Application Security Misconfiguration attacks exploit configuration weaknesses found in web applications. Many applications come with necessary developer features that are dangerously unsafe if not deactivated during live production, such as debug and QA features. These features may provide means for a hacker to bypass authentication methods and gain access to sensitive information, perhaps with elevated privileges.

Default installations may include well-known usernames and passwords, hard-coded backdoor accounts, special access mechanisms, and incorrect permissions set for files accessible through web servers. Default samples may be accessible in production environments. Application-based configuration files that are not properly locked down may reveal clear text connection strings to the database, and default settings in configuration files may not have been set with security in mind. All of these misconfigurations may lead to unauthorized access to sensitive information.

Security misconfiguration can happen at any level of an application stack, including the platform, web server, application server, database, framework, and custom code. Developers and system administrators need to work together to ensure that the entire stack is configured properly. Automated scanners are useful for detecting missing patches, misconfigurations, use of default accounts, unnecessary services, etc.

Commonly Found Vulnerable Postures:

  • The app server admin console is automatically installed and not removed. Default accounts aren’t changed. Attacker discovers the standard admin pages are on your server, logs in with default passwords, and takes over.
  • Directory listing is not disabled on your server. Attacker discovers she can simply list directories to find any file. The attacker finds and downloads all your compiled Java classes, which she decompiles and reverse engineers to get all your custom code. She then finds a serious access control flaw in your application.
  • App server configuration allows stack traces to be returned to users, potentially exposing underlying flaws. Attackers love the extra information error messages provide.
  • App server comes with sample applications that are not removed from your production server.
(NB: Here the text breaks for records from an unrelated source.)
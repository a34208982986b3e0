// dispatcher.rs — Routes each trace step to its handler.
//
// The dispatcher holds no replay state of its own; everything mutable is in
// the `ReplayEnv` passed to each call. Steps are applied strictly in trace
// order and the first error ends the replay.

use crate::config::UnknownActionPolicy;
use crate::env::ReplayEnv;
use crate::error::DriverError;
use crate::handlers::execute::ExecStep;
use crate::handlers::{execute, expire, give, revoke};
use crate::oracle::Oracle;
use crate::store::GrantStore;
use crate::trace::{Action, Step, Trace};

/// What happened to a single step.
#[derive(Debug, Clone, Copy, PartialEq, Eq)]
pub enum StepOutcome {
    /// The step was applied and every check passed.
    Applied,
    /// The step was not applied (unknown action under the ignore policy).
    Skipped,
}

/// Totals for one replayed trace.
#[derive(Debug, Clone, Copy, Default, PartialEq, Eq)]
pub struct ReplaySummary {
    pub applied: usize,
    pub skipped: usize,
}

#[derive(Debug, Clone, Copy, Default)]
pub struct ActionDispatcher {
    on_unknown: UnknownActionPolicy,
}

impl ActionDispatcher {
    pub fn new(on_unknown: UnknownActionPolicy) -> Self {
        Self { on_unknown }
    }

    /// Apply one step.
    pub fn dispatch<S: GrantStore>(
        &self,
        env: &mut ReplayEnv<S>,
        step: &Step,
    ) -> Result<StepOutcome, DriverError> {
        let oracle = Oracle::for_step(step);
        match &step.action {
            Action::Init => {}
            Action::GiveGrant { grant, payload } => {
                give::apply(env, &oracle, grant, payload, step.outcome)?
            }
            Action::RevokeGrant { grant } => revoke::apply(env, &oracle, grant, step.outcome)?,
            Action::ExpireGrant { grant } => expire::apply(env, &oracle, grant)?,
            Action::ExecuteGrant {
                grant,
                payload,
                request,
                expected,
            } => execute::apply(
                env,
                &oracle,
                ExecStep {
                    grant,
                    payload,
                    request,
                    predicted: expected,
                    expected: step.outcome,
                },
            )?,
            Action::Unrecognized { tag } => {
                return match self.on_unknown {
                    UnknownActionPolicy::Fail => Err(DriverError::UnrecognizedAction {
                        step: step.index,
                        tag: tag.clone(),
                    }),
                    UnknownActionPolicy::Ignore => {
                        tracing::warn!(step = step.index, action = %tag, "skipping unrecognized action");
                        Ok(StepOutcome::Skipped)
                    }
                };
            }
        }

        if env.settings.verify_model_state {
            oracle.verify_model_state(env, step)?;
        }
        Ok(StepOutcome::Applied)
    }

    /// Apply every step of `trace` in order.
    pub fn replay<S: GrantStore>(
        &self,
        env: &mut ReplayEnv<S>,
        trace: &Trace,
    ) -> Result<ReplaySummary, DriverError> {
        let mut summary = ReplaySummary::default();
        self.replay_into(env, trace, &mut summary)?;
        Ok(summary)
    }

    /// Like [`replay`](Self::replay), but `summary` keeps the counts reached
    /// when the replay stops early.
    pub fn replay_into<S: GrantStore>(
        &self,
        env: &mut ReplayEnv<S>,
        trace: &Trace,
        summary: &mut ReplaySummary,
    ) -> Result<(), DriverError> {
        for step in &trace.steps {
            tracing::debug!(
                step = step.index,
                action = step.action.tag(),
                grant = ?step.action.grant().map(|g| g.to_string()),
                outcome = step.outcome.map(|o| o.as_str()).unwrap_or(""),
                num_grants = step.num_grants,
                num_execs = step.num_execs,
                "applying step"
            );
            match self.dispatch(env, step)? {
                StepOutcome::Applied => summary.applied += 1,
                StepOutcome::Skipped => summary.skipped += 1,
            }
        }
        Ok(())
    }
}

#[cfg(test)]
mod tests {
    use super::*;
    use crate::config::HarnessConfig;
    use crate::store::MemoryGrantStore;
    use crate::trace::{GrantDescriptor, ModelState, OutcomeLabel};

    fn step(index: usize, action: Action, outcome: Option<OutcomeLabel>) -> Step {
        Step {
            index,
            action,
            outcome,
            num_grants: 0,
            num_execs: 0,
            model: ModelState::default(),
        }
    }

    fn env(config: &HarnessConfig) -> ReplayEnv<MemoryGrantStore> {
        ReplayEnv::new(config, MemoryGrantStore::new()).unwrap()
    }

    #[test]
    fn init_is_a_no_op() {
        let config = HarnessConfig::default();
        let mut env = env(&config);
        let outcome = ActionDispatcher::default()
            .dispatch(&mut env, &step(0, Action::Init, None))
            .unwrap();
        assert_eq!(outcome, StepOutcome::Applied);
        assert!(env.store.is_empty());
    }

    #[test]
    fn unknown_action_is_fatal_by_default() {
        let config = HarnessConfig::default();
        let mut env = env(&config);
        let unknown = step(
            5,
            Action::Unrecognized {
                tag: "burn grant".to_string(),
            },
            None,
        );
        match ActionDispatcher::default().dispatch(&mut env, &unknown) {
            Err(e @ DriverError::UnrecognizedAction { .. }) => {
                assert!(e.is_fatal());
                assert_eq!(e.to_string(), "step 5: unrecognized action 'burn grant'");
            }
            other => panic!("expected UnrecognizedAction, got {:?}", other),
        }

        let ignoring = ActionDispatcher::new(UnknownActionPolicy::Ignore);
        assert_eq!(
            ignoring.dispatch(&mut env, &unknown).unwrap(),
            StepOutcome::Skipped
        );
    }

    #[test]
    fn replay_stops_at_first_mismatch() {
        let config = HarnessConfig::default();
        let mut env = env(&config);
        let grant = GrantDescriptor::new("A", "B", "msg_send");
        let trace = Trace {
            meta: serde_json::Value::Null,
            vars: Vec::new(),
            steps: vec![
                step(0, Action::Init, None),
                step(
                    1,
                    Action::RevokeGrant {
                        grant: grant.clone(),
                    },
                    Some(OutcomeLabel::RevokeSuccess),
                ),
                step(
                    2,
                    Action::GiveGrant {
                        grant,
                        payload: crate::trace::AuthorizationPayload::Send { limit: 5 },
                    },
                    Some(OutcomeLabel::GrantSuccess),
                ),
            ],
        };
        match ActionDispatcher::default().replay(&mut env, &trace) {
            Err(DriverError::Mismatch(m)) => assert_eq!(m.step, 1),
            other => panic!("expected mismatch at step 1, got {:?}", other),
        }
        // Step 2 never ran.
        assert!(env.store.is_empty());
    }

    #[test]
    fn model_state_verification_catches_missing_grant() {
        let config = HarnessConfig {
            verify_model_state: true,
            ..HarnessConfig::default()
        };
        let mut env = env(&config);
        let grant = GrantDescriptor::new("A", "B", "msg_send");
        let mut init = step(0, Action::Init, None);
        init.model.active_grants = vec![(
            grant,
            crate::trace::AuthorizationPayload::Send { limit: 5 },
        )];
        match ActionDispatcher::default().dispatch(&mut env, &init) {
            Err(DriverError::Mismatch(m)) => assert_eq!(m.field, "model_state"),
            other => panic!("expected model_state mismatch, got {:?}", other),
        }
    }
}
Said sample applications have well-known security flaws attackers can use to compromise your server.

Good security requires having a secure configuration defined and deployed for the application, frameworks, application server, Web server, database server, and platform. Secure settings should be defined, implemented, and maintained, as defaults are often insecure. Additionally, software should be kept up to date. If an application lacks proper security controls, an attacker can potentially access default accounts, unused pages, or unprotected files or exploit unpatched flaws to gain unauthorized access to or knowledge of the system.

Are You Vulnerable To ‘Security Misconfiguration’?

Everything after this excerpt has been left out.